_Problem to solve_: Find each line in the records below that contains the word "child", and copy it out.

_Records supplied_:
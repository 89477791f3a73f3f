use lineage_core::{
  Error, FamilyTree, PersonFilter,
  model::{
    Event, EventPatch, EventType, MediaCategory, NewMedia, Organization, Person,
    PersonPatch, Place,
  },
  patch::Patch,
};

use super::{person, some, tree};
use crate::SqliteStore;

// ─── People ──────────────────────────────────────────────────────────────────

#[tokio::test]
async fn create_and_get_person() {
  let t = tree().await;
  let created = t
    .create_person(Person {
      birth_date: some("circa 1890"),
      ..Person::named("Ada Byron")
    })
    .await
    .unwrap();

  let fetched = t.get_person(created.id).await.unwrap();
  assert_eq!(fetched, created);
  assert_eq!(fetched.props.birth_date.as_deref(), Some("circa 1890"));
  assert_eq!(fetched.props.death_date, None);
}

#[tokio::test]
async fn empty_string_is_distinct_from_absent() {
  let t = tree().await;
  let id = t
    .create_person(Person { bio: some(""), ..Person::named("Ada") })
    .await
    .unwrap()
    .id;
  let fetched = t.get_person(id).await.unwrap();
  assert_eq!(fetched.props.bio.as_deref(), Some(""));
  assert_eq!(fetched.props.gender, None);
}

#[tokio::test]
async fn ids_are_monotonic_and_never_reused() {
  let t = tree().await;
  let a = person(&t, "A").await;
  let b = person(&t, "B").await;
  assert!(b > a);

  t.delete_person(b).await.unwrap();
  let c = person(&t, "C").await;
  assert!(c > b);
}

#[tokio::test]
async fn ids_are_allocated_per_kind() {
  let t = tree().await;
  let p = person(&t, "A").await;
  let place = t.create(Place { name: "Dayton".into(), ..Place::default() }).await.unwrap();
  assert_eq!(p, 1);
  assert_eq!(place.id, 1);
}

#[tokio::test]
async fn get_missing_person_is_not_found() {
  let t = tree().await;
  let err = t.get_person(42).await.unwrap_err();
  assert!(matches!(err, Error::NotFound { id: 42, .. }));
  assert!(err.is_not_found());
}

#[tokio::test]
async fn update_overwrites_only_supplied_fields() {
  let t = tree().await;
  let id = t
    .create_person(Person {
      birth_date: some("1890"),
      death_date: some("1950"),
      ..Person::named("Ada")
    })
    .await
    .unwrap()
    .id;

  let patch = PersonPatch {
    bio: Patch::Set("Weaver".into()),
    death_date: Patch::Clear,
    ..PersonPatch::default()
  };
  let updated = t.update_person(id, patch).await.unwrap();

  assert_eq!(updated.props.name, "Ada");
  assert_eq!(updated.props.birth_date.as_deref(), Some("1890"));
  assert_eq!(updated.props.death_date, None);
  assert_eq!(updated.props.bio.as_deref(), Some("Weaver"));
  assert_eq!(t.get_person(id).await.unwrap(), updated);
}

#[tokio::test]
async fn update_missing_person_is_not_found() {
  let t = tree().await;
  let err = t.update_person(7, PersonPatch::default()).await.unwrap_err();
  assert!(matches!(err, Error::NotFound { id: 7, .. }));
}

#[tokio::test]
async fn delete_missing_person_succeeds() {
  let t = tree().await;
  t.delete_person(99).await.unwrap();
}

async fn seed_people(t: &FamilyTree<SqliteStore>) {
  let people = [
    Person {
      birth_date: some("1890-04-02"),
      birth_place: some("Dayton, Ohio"),
      death_date: some("1950"),
      ..Person::named("Ada Byron")
    },
    Person {
      birth_date: some("1921"),
      death_place: some("Columbus, Ohio"),
      ..Person::named("Ben Byron")
    },
    Person {
      birth_date: some("1894"),
      birth_place: some("Leeds"),
      ..Person::named("Cora Lane")
    },
  ];
  for p in people {
    t.create_person(p).await.unwrap();
  }
}

fn names(people: &[lineage_core::entity::Node<Person>]) -> Vec<&str> {
  people.iter().map(|p| p.props.name.as_str()).collect()
}

#[tokio::test]
async fn list_people_filters() {
  let t = tree().await;
  seed_people(&t).await;

  let all = t.list_people(PersonFilter::default()).await.unwrap();
  assert_eq!(names(&all), ["Ada Byron", "Ben Byron", "Cora Lane"]);

  let by_name = PersonFilter { name: some("byron"), ..PersonFilter::default() };
  assert_eq!(names(&t.list_people(by_name).await.unwrap()), ["Ada Byron", "Ben Byron"]);

  let by_year = PersonFilter { birth_year: some("189"), ..PersonFilter::default() };
  assert_eq!(names(&t.list_people(by_year).await.unwrap()), ["Ada Byron", "Cora Lane"]);

  let by_place = PersonFilter { location: some("ohio"), ..PersonFilter::default() };
  assert_eq!(names(&t.list_people(by_place).await.unwrap()), ["Ada Byron", "Ben Byron"]);

  let alive = PersonFilter { alive: Some(true), ..PersonFilter::default() };
  assert_eq!(names(&t.list_people(alive).await.unwrap()), ["Ben Byron", "Cora Lane"]);

  let dead = PersonFilter { alive: Some(false), ..PersonFilter::default() };
  assert_eq!(names(&t.list_people(dead).await.unwrap()), ["Ada Byron"]);

  let combined = PersonFilter {
    name: some("Byron"),
    alive: Some(true),
    ..PersonFilter::default()
  };
  assert_eq!(names(&t.list_people(combined).await.unwrap()), ["Ben Byron"]);
}

#[tokio::test]
async fn list_people_pages() {
  let t = tree().await;
  seed_people(&t).await;

  let page = PersonFilter { limit: Some(1), offset: Some(1), ..PersonFilter::default() };
  assert_eq!(names(&t.list_people(page).await.unwrap()), ["Ben Byron"]);

  let capped = FamilyTree::new(t.store().clone()).with_list_limit(2);
  assert_eq!(capped.list_people(PersonFilter::default()).await.unwrap().len(), 2);
}

#[tokio::test]
async fn like_wildcards_match_literally() {
  let t = tree().await;
  t.create_person(Person::named("100% Smith")).await.unwrap();
  t.create_person(Person::named("Jones")).await.unwrap();

  let filter = PersonFilter { name: some("%"), ..PersonFilter::default() };
  assert_eq!(names(&t.list_people(filter).await.unwrap()), ["100% Smith"]);
}

// ─── Places & organizations ──────────────────────────────────────────────────

#[tokio::test]
async fn place_search_spans_name_city_and_state() {
  let t = tree().await;
  for (name, city, state) in [
    ("Old Farm", Some("Xenia"), Some("Ohio")),
    ("Mill House", Some("Dayton"), None),
    ("Harbour", None, Some("Maine")),
  ] {
    t.create(Place {
      name: name.into(),
      city: city.map(Into::into),
      state: state.map(Into::into),
      ..Place::default()
    })
    .await
    .unwrap();
  }

  assert_eq!(t.list_places(None).await.unwrap().len(), 3);
  let hits = t.list_places(some("o")).await.unwrap();
  assert_eq!(hits.len(), 3);
  let hits = t.list_places(some("dayton")).await.unwrap();
  assert_eq!(hits.len(), 1);
  assert_eq!(hits[0].props.name, "Mill House");
  let hits = t.list_places(some("maine")).await.unwrap();
  assert_eq!(hits[0].props.name, "Harbour");
}

#[tokio::test]
async fn place_coordinates_round_trip() {
  let t = tree().await;
  let place = t
    .create(Place {
      name: "Dayton".into(),
      geo_lat: Some(39.7589),
      geo_lng: Some(-84.1916),
      ..Place::default()
    })
    .await
    .unwrap();
  let fetched = t.get::<Place>(place.id).await.unwrap();
  assert_eq!(fetched.props.geo_lat, Some(39.7589));
  assert_eq!(fetched.props.geo_lng, Some(-84.1916));
}

#[tokio::test]
async fn organization_search_and_update() {
  let t = tree().await;
  let org = t
    .create(Organization {
      name: "Wright Cycle Co".into(),
      category: some("company"),
      location: None,
    })
    .await
    .unwrap();
  t.create(Organization { name: "US Army".into(), ..Organization::default() })
    .await
    .unwrap();

  let hits = t.list_organizations(some("cycle")).await.unwrap();
  assert_eq!(hits, vec![org.clone()]);

  let patch = lineage_core::model::OrganizationPatch {
    location: Patch::Set("Dayton".into()),
    ..Default::default()
  };
  let updated = t.update::<Organization>(org.id, patch).await.unwrap();
  assert_eq!(updated.props.category.as_deref(), Some("company"));
  assert_eq!(updated.props.location.as_deref(), Some("Dayton"));
}

#[tokio::test]
async fn places_and_organizations_list_by_name() {
  let t = tree().await;
  for name in ["Zeta", "Alpha", "Mill"] {
    t.create(Place { name: name.into(), ..Place::default() }).await.unwrap();
  }
  for name in ["Zed Mill", "Acme"] {
    t.create(Organization { name: name.into(), ..Organization::default() })
      .await
      .unwrap();
  }

  let places: Vec<_> = t
    .list_places(None)
    .await
    .unwrap()
    .into_iter()
    .map(|p| p.props.name)
    .collect();
  assert_eq!(places, ["Alpha", "Mill", "Zeta"]);

  let orgs: Vec<_> = t
    .list_organizations(None)
    .await
    .unwrap()
    .into_iter()
    .map(|o| o.props.name)
    .collect();
  assert_eq!(orgs, ["Acme", "Zed Mill"]);

  let mills: Vec<_> = t
    .list_organizations(some("mill"))
    .await
    .unwrap()
    .into_iter()
    .map(|o| o.props.name)
    .collect();
  assert_eq!(mills, ["Zed Mill"]);
}

// ─── Events ──────────────────────────────────────────────────────────────────

#[tokio::test]
async fn event_types_are_closed() {
  let t = tree().await;
  let types = t.event_types();
  assert_eq!(types.len(), 6);
  assert!(types.contains(&EventType::MilitaryService));
}

#[tokio::test]
async fn list_events_by_type_latest_first() {
  let t = tree().await;
  for (ty, date) in [
    (EventType::Award, Some("1950")),
    (EventType::Graduation, Some("1912")),
    (EventType::Award, None),
    (EventType::Award, Some("1961")),
  ] {
    t.create_event(Event { event_date: date.map(Into::into), ..Event::new(ty) }, &[])
      .await
      .unwrap();
  }

  let awards = t.list_events(Some(EventType::Award)).await.unwrap();
  let dates: Vec<_> = awards.iter().map(|e| e.props.event_date.as_deref()).collect();
  assert_eq!(dates, [Some("1961"), Some("1950"), None]);
  assert_eq!(t.list_events(None).await.unwrap().len(), 4);
}

#[tokio::test]
async fn event_type_can_be_changed() {
  let t = tree().await;
  let ev = t.create_event(Event::new(EventType::Other), &[]).await.unwrap();
  let patch = EventPatch {
    event_type: Some(EventType::Retirement),
    description: Patch::Set("Left the shop".into()),
    ..EventPatch::default()
  };
  let updated = t.update::<Event>(ev.id, patch).await.unwrap();
  assert_eq!(updated.props.event_type, EventType::Retirement);
  assert!(t.list_events(Some(EventType::Other)).await.unwrap().is_empty());
}

// ─── Media ───────────────────────────────────────────────────────────────────

fn upload(filename: &str, content_type: &str) -> NewMedia {
  NewMedia {
    filename:     filename.into(),
    file_path:    format!("media/{filename}"),
    content_type: content_type.into(),
    caption:      None,
  }
}

#[tokio::test]
async fn media_category_and_upload_date_are_derived() {
  let t = tree().await;
  let photo = t.create_media(upload("wedding.jpg", "image/jpeg")).await.unwrap();
  assert_eq!(photo.props.category, MediaCategory::Image);
  assert_eq!(photo.props.upload_date.len(), "2024-01-01".len());
  assert_eq!(photo.props.upload_date.as_bytes()[4], b'-');

  let deed = t.create_media(upload("deed.pdf", "application/pdf")).await.unwrap();
  assert_eq!(deed.props.category, MediaCategory::Document);

  let docs = t.list_media(Some(MediaCategory::Document)).await.unwrap();
  assert_eq!(docs, vec![deed]);
  assert_eq!(t.list_media(None).await.unwrap().len(), 2);
  assert!(t.list_media(Some(MediaCategory::Video)).await.unwrap().is_empty());
}

// ─── Durability ──────────────────────────────────────────────────────────────

#[tokio::test]
async fn graph_survives_reopen() {
  let dir = tempfile::tempdir().unwrap();
  let path = dir.path().join("lineage.db");

  let (parent, child) = {
    let t = FamilyTree::new(SqliteStore::open(&path).await.unwrap());
    let parent = person(&t, "Parent").await;
    let child = person(&t, "Child").await;
    t.add_parent_child(parent, child, lineage_core::edge::ParentKind::Biological, None)
      .await
      .unwrap();
    (parent, child)
  };

  let t = FamilyTree::new(SqliteStore::open(&path).await.unwrap());
  assert_eq!(t.get_person(child).await.unwrap().props.name, "Child");
  let parents = t.parents_of(child).await.unwrap();
  assert_eq!(parents.len(), 1);
  assert_eq!(parents[0].person.id, parent);
  assert!(person(&t, "Next").await > child);
}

_Exercise result_:
  let (parent, child) = {
    let child = person(&t, "Child").await;
    t.add_parent_child(parent, child, lineage_core::edge::ParentKind::Biological, None)
    (parent, child)
  assert_eq!(t.get_person(child).await.unwrap().props.name, "Child");
  let parents = t.parents_of(child).await.unwrap();
  assert!(person(&t, "Next").await > child);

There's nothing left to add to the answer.